The output is the lines below from the one with "use serde::Deserialize;" through the one with "The handlers translate", both included, printed exactly and with no other line.

Data START

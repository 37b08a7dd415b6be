//! Admin user entity.
//!
//! Passwords are stored as argon2 PHC strings and verified through the
//! helpers below; the hash never leaves the server (it is skipped during
//! serialization).

use sea_orm::entity::prelude::*;
use serde::{Deserialize, Serialize};

/// Admin user database model
#[derive(Clone, Debug, PartialEq, DeriveEntityModel, Serialize, Deserialize)]
#[sea_orm(table_name = "user")]
pub struct Model {
    /// Unique identifier for the user
    #[sea_orm(primary_key)]
    pub id: i64,
    /// Login name, unique
    #[sea_orm(unique)]
    pub username: String,
    /// Argon2 PHC hash of the password
    #[serde(skip_serializing)]
    pub password_hash: String,
    /// Whether this user may access the admin area
    pub is_admin: bool,
}

/// Users have no relationships with other entities
#[derive(Copy, Clone, Debug, EnumIter, DeriveRelation)]
pub enum Relation {}

impl ActiveModelBehavior for ActiveModel {}

impl Model {
    /// Verify a password against the stored argon2 hash.
    #[must_use]
    pub fn verify_password(&self, password: &str) -> bool {
        use argon2::{
            Argon2,
            password_hash::{PasswordHash, PasswordVerifier},
        };

        PasswordHash::new(&self.password_hash).is_ok_and(|parsed| {
            Argon2::default()
                .verify_password(password.as_bytes(), &parsed)
                .is_ok()
        })
    }

    /// Hash a password with a fresh salt.
    pub fn hash_password(password: &str) -> Result<String, argon2::password_hash::Error> {
        use argon2::{
            Argon2,
            password_hash::{PasswordHasher, SaltString, rand_core::OsRng},
        };

        let salt = SaltString::generate(&mut OsRng);
        let hash = Argon2::default().hash_password(password.as_bytes(), &salt)?;
        Ok(hash.to_string())
    }
}
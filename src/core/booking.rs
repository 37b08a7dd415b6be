//! Booking core - purchases, cancellations and manual balance adjustments.
//!
//! Every operation here runs as one SeaORM transaction: read, validate,
//! write, commit. An early error return drops the transaction, which rolls
//! back any partial writes, so a failed operation leaves balance, stock and
//! the booking table untouched. The financial rule is uniform: creating a
//! booking applies `guthaben -= gesamtpreis`, cancelling it applies the
//! inverse. Manual adjustments (recharges, imports) are article-less
//! bookings whose `gesamtpreis` is the negated amount, so the same rule
//! credits the member and the conservation invariant holds without special
//! cases.
//!
//! After every balance change the blacklist flag is recomputed against the
//! minimum-balance threshold. That makes an administrative override
//! temporary: the next balance-changing operation re-evaluates it.

use crate::{
    entities::{Article, Booking, Member, article, booking, member},
    errors::{Error, Result},
};
use sea_orm::{
    PaginatorTrait, QueryOrder, QuerySelect, Set, TransactionTrait, prelude::*,
};
use serde::Deserialize;
use std::collections::HashMap;

/// Which balance the affordability check inspects.
///
/// A deployment decision, configured rather than hard-coded.
#[derive(Debug, Clone, Copy, PartialEq, Eq, Deserialize)]
#[serde(rename_all = "snake_case")]
pub enum BalanceCheck {
    /// Reject when the balance is already below the floor *before* the
    /// debit. A purchase may therefore drive the balance below the floor
    /// (and trigger the blacklist).
    PreDebit,
    /// Reject when the balance would end up below the floor *after* the
    /// debit.
    PostDebit,
}
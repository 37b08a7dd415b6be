//! Web layer - axum HTTP surface and shared application state.
//!
//! Routes split into the unauthenticated bar-side API, the login endpoints
//! and the admin area behind the session middleware. The handlers translate
//! wire shapes; all business rules live in [`crate::core`].

/// Admin endpoints: history, CRUD, exports, reports, SQL console
pub mod admin;
/// Login/logout and the admin session middleware
pub mod auth;
/// Bar-side endpoints: search, articles, purchase
pub mod bar;
/// Error-to-response mapping
pub mod error;
/// CSV assembly for the export endpoints
pub mod export;

use crate::core::booking::PurchasePolicy;
use crate::errors::Result;
use axum::{
    Router, middleware,
    routing::{delete, get, post, put},
};
use sea_orm::DatabaseConnection;
use std::sync::Arc;
use tower_http::trace::TraceLayer;

/// Shared state available to all handlers.
#[derive(Clone)]
pub struct AppState {
    /// Read-write connection used by everything except the SQL console
    pub db: DatabaseConnection,
    /// Read-only connection reserved for the SQL console
    pub readonly_db: DatabaseConnection,
    /// Purchase policy consulted by the booking core
    pub policy: Arc<PurchasePolicy>,
    /// Session token keys
    pub sessions: Arc<auth::SessionKeys>,
}

/// Builds the full application router.
pub fn router(state: AppState) -> Router {
    let admin_routes = Router::new()
        .route("/buchungen", get(admin::booking_history))
        .route("/buchungen/export", get(admin::export_bookings))
        .route("/buchungen/{id}/toggle", post(admin::toggle_booking))
        .route(
            "/mitglieder",
            get(admin::list_members).post(admin::create_member),
        )
        .route("/mitglieder/import", post(admin::import_balances))
        .route("/mitglieder/export", get(admin::export_members))
        .route(
            "/mitglieder/{id}",
            put(admin::update_member).delete(admin::delete_member),
        )
        .route("/mitglieder/{id}/aufladen", post(admin::recharge_member))
        .route("/mitglieder/{id}/sperre", post(admin::set_blacklist))
        .route(
            "/artikel",
            get(admin::list_articles).post(admin::create_article),
        )
        .route("/artikel/export", get(admin::export_articles))
        .route("/artikel/warnungen", get(admin::low_stock))
        .route(
            "/artikel/{id}",
            put(admin::update_article).delete(admin::delete_article),
        )
        .route("/artikel/{id}/bestand", post(admin::adjust_stock))
        .route("/berichte/umsatz", get(admin::revenue_report))
        .route("/berichte/artikel", get(admin::article_report))
        .route("/berichte/guthaben", get(admin::balance_report))
        .route(
            "/berichte",
            get(admin::list_reports).post(admin::save_report),
        )
        .route("/berichte/{id}", delete(admin::delete_report))
        .route("/berichte/{id}/run", post(admin::run_report))
        .route("/sql", post(admin::sql_console))
        .route_layer(middleware::from_fn_with_state(
            state.clone(),
            auth::require_admin,
        ));

    Router::new()
        .route("/api/login", post(auth::login))
        .route("/api/logout", post(auth::logout))
        .route("/api/mitglieder", get(bar::members))
        .route("/api/artikel", get(bar::articles))
        .route("/api/buchen", post(bar::purchase))
        .nest("/api/admin", admin_routes)
        .layer(TraceLayer::new_for_http())
        .with_state(state)
}

/// Binds the listener and serves the router until shutdown.
pub async fn serve(state: AppState, bind: &str) -> Result<()> {
    let app = router(state);
    let listener = tokio::net::TcpListener::bind(bind).await?;
    tracing::info!(%bind, "listening");
    axum::serve(listener, app).await?;
    Ok(())
}
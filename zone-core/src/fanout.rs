//! Per-recipient visibility computation for inbound `Position` packets
//! (spec.md §4.7, C7). This module decides *whether* and *how* to send to
//! each candidate recipient; actual transport is out of scope.

use crate::player::{Player, PlayerStatus, Ship};
use crate::protocol::position::{POSITION_PACKET_TYPE, WEAPON_PACKET_TYPE};

/// Tunable distances and rates a deployment reads from its `Net:`/`Misc:`
/// configuration section; defaults mirror spec.md §4.7.
#[derive(Clone, Copy, Debug)]
pub struct FanoutSettings {
    pub bullet_pixels: u32,
    pub weapon_pixels: u32,
    pub thor_pixels: u32,
    pub position_extra_pixels: u32,
    pub antiwarp_send_percent: u8,
    pub region_check_interval_ms: u32,
}

impl Default for FanoutSettings {
    fn default() -> Self {
        FanoutSettings {
            bullet_pixels: 1500,
            weapon_pixels: 2000,
            thor_pixels: 30000,
            position_extra_pixels: 8000,
            antiwarp_send_percent: 5,
            region_check_interval_ms: 100,
        }
    }
}

/// Weapon-type discriminants relevant to fan-out range/priority selection.
/// The concrete numbering is owned by the game-rules module; fan-out only
/// needs to tell these four classes apart.
#[derive(Clone, Copy, Eq, PartialEq, Debug)]
pub enum WeaponClass {
    None,
    Bullet,
    Thor,
    Mine,
    OtherWeapon,
}

pub fn classify_weapon(kind: u8) -> WeaponClass {
    match kind {
        0 => WeaponClass::None,
        1 | 2 => WeaponClass::Bullet,
        8 => WeaponClass::Thor,
        3 | 5 => WeaponClass::Mine,
        _ => WeaponClass::OtherWeapon,
    }
}

fn range_for(class: WeaponClass, settings: &FanoutSettings) -> u32 {
    match class {
        WeaponClass::None => 0,
        WeaponClass::Bullet => settings.bullet_pixels,
        WeaponClass::Thor => settings.thor_pixels,
        WeaponClass::Mine => u32::MAX,
        WeaponClass::OtherWeapon => settings.weapon_pixels,
    }
}

/// Transport priority/reliability hint fan-out attaches to a decision; the
/// transport collaborator maps this onto its own flags.
#[derive(Clone, Copy, Eq, PartialEq, Debug)]
pub enum SendKind {
    UnreliableDroppable,
    UnreliableDroppableHighPriority,
    Reliable,
}

#[derive(Clone, Copy, Debug)]
pub struct RecipientDecision {
    pub packet_type: u8,
    pub include_energy: bool,
    pub include_extra: bool,
    pub send_kind: SendKind,
}

pub fn euclidean_distance(a: (i16, i16), b: (i16, i16)) -> f64 {
    let dx = (a.0 as i64 - b.0 as i64) as f64;
    let dy = (a.1 as i64 - b.1 as i64) as f64;
    (dx * dx + dy * dy).sqrt()
}

/// Energy-visibility policy an arena assigns per recipient class (spec.md
/// §4.7): everyone, teammates only, or only those spectating the sender.
#[derive(Clone, Copy, Eq, PartialEq, Debug)]
pub enum EnergyPolicy {
    All,
    Team,
    Spec,
    None,
}

/// Picks the outbound packet type for a position update: a weapon packet
/// when a real weapon is present or id/bounty overflow a byte, otherwise a
/// plain position packet (spec.md §4.7).
pub fn select_packet_type(weapon_class: WeaponClass, bounty: u16, sender_id: u32) -> u8 {
    if weapon_class != WeaponClass::None || bounty > 255 || sender_id > 255 {
        WEAPON_PACKET_TYPE
    } else {
        POSITION_PACKET_TYPE
    }
}

/// Decides whether `recipient` should receive `sender`'s position update,
/// and if so with what variant/priority. `sample` is a caller-supplied
/// `[0, 1)` random draw used for the antiwarp and radar-tick probability
/// checks — PRNG itself is out of this crate's scope.
#[allow(clippy::too_many_arguments)]
pub fn decide_recipient(
    sender: &Player,
    sender_weapon_class: WeaponClass,
    recipient: &Player,
    antiwarp_engaged: bool,
    safe_zone_event: bool,
    flash: bool,
    radar_tick: bool,
    energy_policy: EnergyPolicy,
    settings: &FanoutSettings,
    sample: f64,
) -> Option<RecipientDecision> {
    if recipient.status != PlayerStatus::Playing {
        return None;
    }
    if recipient.id == sender.id {
        return None;
    }

    let packet_type = select_packet_type(sender_weapon_class, sender.position.bounty, sender.id);
    let spectating_sender = recipient.ship == Ship::Spectator && recipient.attached_to == Some(sender.id);
    let turret_attached = recipient.attached_to == Some(sender.id);

    let mut send = false;
    let mut send_kind = SendKind::UnreliableDroppable;

    if safe_zone_event || flash {
        send = true;
        send_kind = SendKind::Reliable;
    } else if sender_weapon_class == WeaponClass::Mine {
        send = true;
    } else if spectating_sender || turret_attached {
        send = true;
    } else {
        let distance = euclidean_distance(
            (sender.position.x, sender.position.y),
            (recipient.position.x, recipient.position.y),
        );
        let range = range_for(sender_weapon_class, settings) as f64;
        if sender_weapon_class != WeaponClass::None && distance <= range {
            send = true;
            send_kind = SendKind::UnreliableDroppableHighPriority;
        } else if sender_weapon_class == WeaponClass::None {
            if antiwarp_engaged && sample < (settings.antiwarp_send_percent as f64 / 100.0) {
                send = true;
            } else if radar_tick && distance <= settings.position_extra_pixels as f64 {
                let probability = 1.0 - distance / settings.position_extra_pixels as f64;
                if sample < probability {
                    send = true;
                }
            }
        }
    }

    if !send {
        return None;
    }

    let include_extra = spectating_sender;
    let include_energy = match energy_policy {
        EnergyPolicy::All => true,
        EnergyPolicy::Team => recipient.freq == sender.freq,
        EnergyPolicy::Spec => spectating_sender,
        EnergyPolicy::None => false,
    };

    Some(RecipientDecision {
        packet_type,
        include_energy,
        include_extra,
        send_kind,
    })
}

/// Ship-change rate limiting: an exponential-decay counter that halves
/// every 10 s, limiting ship changes to `limit` within roughly a 10 s
/// window (spec.md §4.7's `General:ShipChangeLimit`).
pub struct ShipChangeLimiter {
    counter: f64,
    last_update_ms: u64,
}

impl ShipChangeLimiter {
    pub fn new(now_ms: u64) -> Self {
        ShipChangeLimiter { counter: 0.0, last_update_ms: now_ms }
    }

    /// Returns `true` if a ship change is currently allowed, and records
    /// one if so.
    pub fn try_consume(&mut self, now_ms: u64, limit: f64) -> bool {
        let elapsed_s = now_ms.saturating_sub(self.last_update_ms) as f64 / 1000.0;
        self.counter *= 0.5f64.powf(elapsed_s / 10.0);
        self.last_update_ms = now_ms;

        if self.counter >= limit {
            false
        } else {
            self.counter += 1.0;
            true
        }
    }
}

Data END

### Result
use serde::Deserialize;
use std::collections::HashMap;

/// Which balance the affordability check inspects.
///
/// A deployment decision, configured rather than hard-coded.
#[derive(Debug, Clone, Copy, PartialEq, Eq, Deserialize)]
#[serde(rename_all = "snake_case")]
pub enum BalanceCheck {
    /// Reject when the balance is already below the floor *before* the
    /// debit. A purchase may therefore drive the balance below the floor
    /// (and trigger the blacklist).
    PreDebit,
    /// Reject when the balance would end up below the floor *after* the
    /// debit.
    PostDebit,
}
repository 37b08a7dd415b6be
//! Web layer - axum HTTP surface and shared application state.
//!
//! Routes split into the unauthenticated bar-side API, the login endpoints
//! and the admin area behind the session middleware. The handlers translate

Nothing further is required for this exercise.